Macau, China, 15 mai 2026 (Lusa) – A economia de Macau cresceu 7,1% no primeiro trimestre de 2026, impulsionada pelo aumento das exportações de serviços e pela subida significativa do número de visitantes.
Segundo dados publicados hoje pelos Serviços de Estatística e Censos (DSEC), a economia do território beneficiou dos feriados do Ano Novo Lunar e de várias atividades festivas, com Produto Interno Bruto (PIB) a crescer para 107,56 mil milhões de patacas, mais 7,1% em termos reais face ao mesmo período de 2025.
Apesar desse crescimento, as autoridades do território sublinharam que a economia de Macau entre janeiro e março deste ano era o equivalente a 90,3% do volume económico do primeiro trimestre de 2019, antes da pandemia de covid-19.
As exportações globais de serviços cresceram 12,8%, acompanhando a subida de 13,7% nas entradas de visitantes, com as exportações de outros serviços turísticos a aumentar 17,5% e as de serviços do jogo 13%.
A cidade semiautónoma chinesa registou um novo recorde histórico no primeiro trimestre de 2026 recebendo 11,2 milhões visitantes, um aumento de 13,7% face ao mesmo período de 2025 e superior aos valores pré-pandemia.
No comércio externo de mercadorias, as exportações subiram 1,1% e as importações 5,8% em termos homólogos, indicou a DSEC.
Quanto à procura interna, a despesa de consumo privado avançou 3,4%, enquanto a despesa de consumo final do Governo caiu 2,8%.
Já a formação bruta de capital fixo registou uma queda acentuada de 21%, atribuída ao decréscimo das obras de construção privadas e públicas, apontou o mesmo departamento.
O Fundo Monetário Internacional (FMI) elevou a previsão de crescimento económico para Macau em 2026 para 3%, apesar da desaceleração a nível global.
O FMI assinalou que a melhoria das perspetivas para Macau surge num contexto em que adota uma postura mais cautelosa a nível global, devido a receios de que o conflito no Irão possa perturbar os mercados energéticos e pressionar os preços.
Nos últimos anos, as autoridades de Macau têm seguido uma política de diversificação económica, ditada pelo Governo central da China, que procura tornar a economia local menos dependente da indústria do jogo, através do desenvolvimento de setores como grande eventos, cultura, finanças ou tecnologia.
Apesar desses esforços, de acordo com dados oficiais, o jogo representou quase metade de todo o PIB de Macau em 2025.
Macau é a capital mundial do jogo e o único local na China onde o jogo em casino é legal.
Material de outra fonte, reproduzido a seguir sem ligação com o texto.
use log::debug;

use crate::{
    graph::Resource,
    linker::{
        actions::AssemblyAction,
        descriptor::{
            DescriptorSource, EMBEDDED_DESCRIPTORS, EMBEDDED_LINK_ATTRIBUTES,
            EMBEDDED_SUBSTITUTIONS,
        },
        steps::{BodySubstituterStep, LinkAttributesStep, ResolveFromXmlStep},
        LinkContext, PipelineEdit, Step,
    },
    Result,
};

/// Schedules the linker documents embedded in the loaded assemblies.
///
/// Every assembly that is not skipped may embed root descriptors, substitutions and attribute
/// definitions. Each one becomes its own step, inserted right after this one in module order,
/// so they all run before marking.
#[derive(Debug, Default, Clone, Copy)]
pub struct BlacklistStep;

impl Step for BlacklistStep {
    fn name(&self) -> &'static str {
        "BlacklistStep"
    }

    fn process(&mut self, ctx: &mut LinkContext) -> Result<()> {
        let mut steps: Vec<Box<dyn Step>> = Vec::new();
        for module in ctx.graph.modules() {
            if ctx.action_of(*module) == AssemblyAction::Skip {
                continue;
            }
            let info = ctx.graph.module_info(*module);
            for resource in &info.resources {
                let source = DescriptorSource::embedded(&info.assembly, resource);
                let step: Box<dyn Step> = match resource.name.as_str() {
                    EMBEDDED_DESCRIPTORS => Box::new(ResolveFromXmlStep::new(source)),
                    EMBEDDED_SUBSTITUTIONS => Box::new(BodySubstituterStep::new(source)),
                    EMBEDDED_LINK_ATTRIBUTES => Box::new(LinkAttributesStep::new(source)),
                    _ => continue,
                };
                debug!("Scheduling {} for {}", step.name(), source_name(resource, &info.assembly));
                steps.push(step);
            }
        }

        // Each insertion lands right after this step, so queue them back to front.
        for step in steps.into_iter().rev() {
            ctx.queue_pipeline_edit(PipelineEdit::AddAfter(self.name().to_string(), step));
        }
        Ok(())
    }
}

fn source_name(resource: &Resource, assembly: &str) -> String {
    format!("'{}' in '{assembly}'", resource.name)
}

#[cfg(test)]
mod tests {
    use super::*;
    use crate::{
        graph::SymbolId,
        linker::{steps::MarkStep, Pipeline},
        test::TestLink,
    };

    fn embed(link: &mut TestLink, module: SymbolId, name: &str, content: &str) {
        link.ctx
            .graph
            .symbol_mut(module)
            .as_module_mut()
            .unwrap()
            .resources
            .push(Resource {
                name: name.into(),
                content: content.into(),
            });
    }

    #[test]
    fn embedded_documents_run_after_blacklist() {
        let mut link = TestLink::new();
        let app = link.module("App", AssemblyAction::Link);
        let skipped = link.module("Skipped", AssemblyAction::Skip);
        let kept = link.ty(app, "App.Kept");
        embed(
            &mut link,
            app,
            EMBEDDED_DESCRIPTORS,
            r#"<linker><assembly fullname="App"><type fullname="App.Kept"/></assembly></linker>"#,
        );
        embed(&mut link, app, EMBEDDED_SUBSTITUTIONS, "<linker/>");
        embed(&mut link, skipped, EMBEDDED_DESCRIPTORS, "<linker/>");

        let mut pipeline = Pipeline::new();
        pipeline.append_step(Box::new(BlacklistStep)).unwrap();
        pipeline.append_step(Box::new(MarkStep)).unwrap();
        pipeline.process(&mut link.ctx).unwrap();

        assert_eq!(
            pipeline.step_names(),
            vec!["BlacklistStep", "ResolveFromXmlStep", "BodySubstituterStep", "MarkStep"]
        );
        assert!(link.marked(kept));
    }

    #[test]
    fn descriptors_only_apply_to_their_assembly() {
        let mut link = TestLink::new();
        let app = link.module("App", AssemblyAction::Link);
        let other = link.module("Other", AssemblyAction::Link);
        let foreign = link.ty(other, "Other.Type");
        embed(
            &mut link,
            app,
            EMBEDDED_DESCRIPTORS,
            r#"<linker><assembly fullname="Other"><type fullname="Other.Type"/></assembly></linker>"#,
        );

        let mut pipeline = Pipeline::new();
        pipeline.append_step(Box::new(BlacklistStep)).unwrap();
        pipeline.append_step(Box::new(MarkStep)).unwrap();
        pipeline.process(&mut link.ctx).unwrap();
        assert!(!link.marked(foreign));
    }
}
Operam no território seis concessionárias – MGM, Galaxy, Venetian, Melco, Wynn e SJM – com contratos até 2034.
Nos primeiros três meses deste ano, os casinos de Macau registaram receitas totais de 65,9 mil milhões de patacas (7,45 mil milhões de euros), um aumento de 14,3% em comparação com o mesmo período de 2025.
No orçamento para 2026, aprovado em novembro, o Governo de Macau previu que as receitas brutas dos casinos aumentem 3,5%, atingindo 236 mil milhões de patacas (26,7 mil milhões de euros).